Why are there no political poets? In a long article by Alan Morrison, "Reoccupying Auden Country" in International Times he offers a long (I wish it had been written more concisely) answer which interrogates the question in a useful way.
Morrison points out that whenever this question is put, either by canonised saints of the Left like Eagleton or Pilger or, far less satisfactorily, by poetry magazines like Poetry Review in a singularly ineffective recent issue flagging up the topic, there is an assumption that the question really is: "Why don't the established poets of The Guardian, the big imprints, and the prize shortlists write any decent political poetry in a time like ours of profound political upheaval?" In other words political poetry is being written. It's just that we don't always get to hear about it and when it does appear these outlets and public poetry voices ignore it because they aren't writing it themselves and they haven't stamped its visa.
When there's a call for more political poetry the answer that invariably comes back is the traditional one that, in Auden's famous words 'poetry makes nothing happen'. It's a thought that chimes in with the dominant view that political poetry is a form of bad taste, that it will almost certainly be tonally "strident" or formally "doggerel" or morally "posturing". Proper poetry, this argument runs, "survives in the valley of its making", it is itself and obeys only the laws of poetry, cherishing its aesthetic freedom, untainted by the partisan and tendentious. Tell that to Milton, Marvell, Blake, Tony Harrison, Liu Xiaobo, Yannis Ritsos, etc etc.
Obviously no one wants to read crudely buttonholing, head-banging doggerel, especially if it lacks any stylistic or poetic interest, but it seems to me that there are two kinds of political poetry: the upfront and the indirect. The upfront is clear and I have written just such a poem myself, Get Real!, a polemic against the Coalition Government published a year ago and, apart from a favourable mention in the TLS diary column, it has been almost completely ignored by the handwringers of poetic opinion mentioned earlier. It was sent to every progressive (and unprogressive) publication that seemed relevant but they preferred not to acknowledge it. It did, however, sell out. It can be downloaded free until 23rd April when it is republished in my new book Acapulco: New and Selected Poems (Melos Press). [The new book, by the way, contains several other political poems, including one about Peter Tatchell's courageous defiance of the anti-gay thugs in Moscow, that has one fan so far in Peter himself, who accepted the dedication by calling it "a fab poem". There's also one called "City of Culture" which will put my Freedom of the City of Liverpool on permanent hold.] Get Real! is written in a regular Burns-style stanza and it is unambiguously and plainly an excoriation of our current government.

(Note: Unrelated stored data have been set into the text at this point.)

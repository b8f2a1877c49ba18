//! Lazily run, shared computation handles behind `ConcurrentLru`.

use std::sync::Arc;

use once_cell::sync::OnceCell;

use crate::Compute;

/// Outcome shared by everyone holding the same [`Flight`].
pub(crate) type Outcome<F, K> = Result<Arc<<F as Compute<K>>::Value>, <F as Compute<K>>::Error>;

/// One-shot, lazily run computation of a single key.
///
/// The flight owns its key and a handle on the function, so it stays valid
/// after the call that created it has returned. It runs nothing until the
/// first [`resolve`](Flight::resolve); concurrent resolvers park on the cell
/// until that one run finishes and then all read the same outcome.
pub(crate) struct Flight<K, F: Compute<K>> {
    key: K,
    func: Arc<F>,
    outcome: OnceCell<Outcome<F, K>>,
}

impl<K, F: Compute<K>> Flight<K, F> {
    pub(crate) fn new(key: K, func: Arc<F>) -> Self {
        Self {
            key,
            func,
            outcome: OnceCell::new(),
        }
    }

    /// Runs the computation if nobody has yet, otherwise waits for and returns
    /// the outcome of the run that did.
    ///
    /// If the function panics, the flight stays pending and the next resolver
    /// runs it again.
    pub(crate) fn resolve(&self) -> &Outcome<F, K> {
        self.outcome
            .get_or_init(|| self.func.compute(&self.key).map(Arc::new))
    }

    /// Returns true once the computation has finished with an error.
    pub(crate) fn failed(&self) -> bool {
        matches!(self.outcome.get(), Some(Err(_)))
    }

    /// Outcome, if the computation already finished.
    #[cfg(test)]
    pub(crate) fn outcome(&self) -> Option<&Outcome<F, K>> {
        self.outcome.get()
    }

    #[cfg(test)]
    pub(crate) fn key(&self) -> &K {
        &self.key
    }
}

/// The function the inner [`Lru`](crate::Lru) of a
/// [`ConcurrentLru`](crate::ConcurrentLru) memoizes: it turns a key into a
/// pending [`Flight`] without running anything.
pub(crate) struct Launcher<F> {
    func: Arc<F>,
}

impl<F> Launcher<F> {
    pub(crate) fn new(func: F) -> Self {
        Self {
            func: Arc::new(func),
        }
    }
}

impl<K, F> Compute<K> for Launcher<F>
where
    K: Clone,
    F: Compute<K>,
{
    type Value = Arc<Flight<K, F>>;
    type Error = std::convert::Infallible;

    fn compute(&self, key: &K) -> Result<Self::Value, Self::Error> {
        Ok(Arc::new(Flight::new(key.clone(), Arc::clone(&self.func))))
    }
}
//! # lrumemo Core
//!
//! Bounded memoization of pure functions under a least-recently-used policy.
//!
//! This crate provides the building blocks used by the `lrumemo` facade: an
//! O(1) recency-ordered index, a single-owner memoizer built on it, and a
//! thread-safe memoizer that runs the wrapped function at most once per key
//! even when many threads miss on the same key at the same time.
//!
//! ## Features
//!
//! - **Cache Index**: hash map plus arena-backed doubly linked list, O(1) promote and evict
//! - **Single-Owner Memoizer**: `&mut self` access, no locking at all
//! - **Concurrent Memoizer**: a short structural lock plus a one-shot handle per key
//! - **Single-flight misses**: concurrent callers of an uncached key share one computation
//! - **No negative caching**: a failed computation is retried by the next caller
//! - **Statistics**: call/miss counters and hit rate snapshots
//!
//! ## Module Organization
//!
//! - [`compute`] - The wrapped function interface
//! - [`config`] - Construction parameters
//! - [`index`] - Recency-ordered key/value store
//! - [`lru`] - Single-owner memoizer
//! - [`concurrent`] - Thread-safe, single-flight memoizer
//!
//! ## Example
//!
//! ```
//! use lrumemo_core::{ConcurrentLru, Lru};
//! use std::convert::Infallible;
//!
//! let mut lru = Lru::new(|x: &u64| Ok::<_, Infallible>(x * 2), 2).unwrap();
//! assert_eq!(lru.get(&21), Ok(&42));
//!
//! let shared = ConcurrentLru::new(|x: &u64| Ok::<_, Infallible>(x * 2), 2).unwrap();
//! assert_eq!(*shared.get(&21).unwrap(), 42);
//! ```
pub mod compute;
pub mod concurrent;
pub mod config;
mod error;
mod flight;
pub mod index;
pub mod lru;
mod stats;

pub use compute::Compute;
pub use concurrent::ConcurrentLru;
pub use config::{CacheConfig, DEFAULT_CAPACITY};
pub use error::ConfigError;
pub use index::CacheIndex;
pub use lru::Lru;
pub use stats::CacheStats;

But there are other ways of writing political poetry, more subtle engagements than the direct polemic (vital as that is). And here I agree with Eagleton, quoted by Alan Morrison, when he says "for almost the first time in two centuries there is no eminent British poet...prepared to question the foundations of the Western way of life". [I think Geoffrey Hill thinks he is but we can't understand him.] We are still allowed to smile approval at Shelley's assertion that poets are the unacknowledged legislators of mankind. We could argue about what that phrase signifies but let's say it means that they have something to say that is valuable and that may change society in the longer term. In advocating less in-your-face, direct polemical engagement with immediate political realities, the Poetry Review and poetry prize ceremony crowds will breathe a sigh of relief and feel able to relax again. They will be much happier with a kind of writing that is not "politically partisan" (ie challenging the political framework they themselves are quite happy to work inside). But this broader work of engaging with the deepest springs of contemporary society and culture and attempting to criticise it, change it, rebuild it, is a task every bit as important as the lively topical broadside. It may do more long term good. We need it, but it does not seem to be forthcoming, unless I am falling into the same trap as the Guardian/New Statesman seers who don't see enough of what is already here.
If I am wrong I would be delighted to hear of my omissions.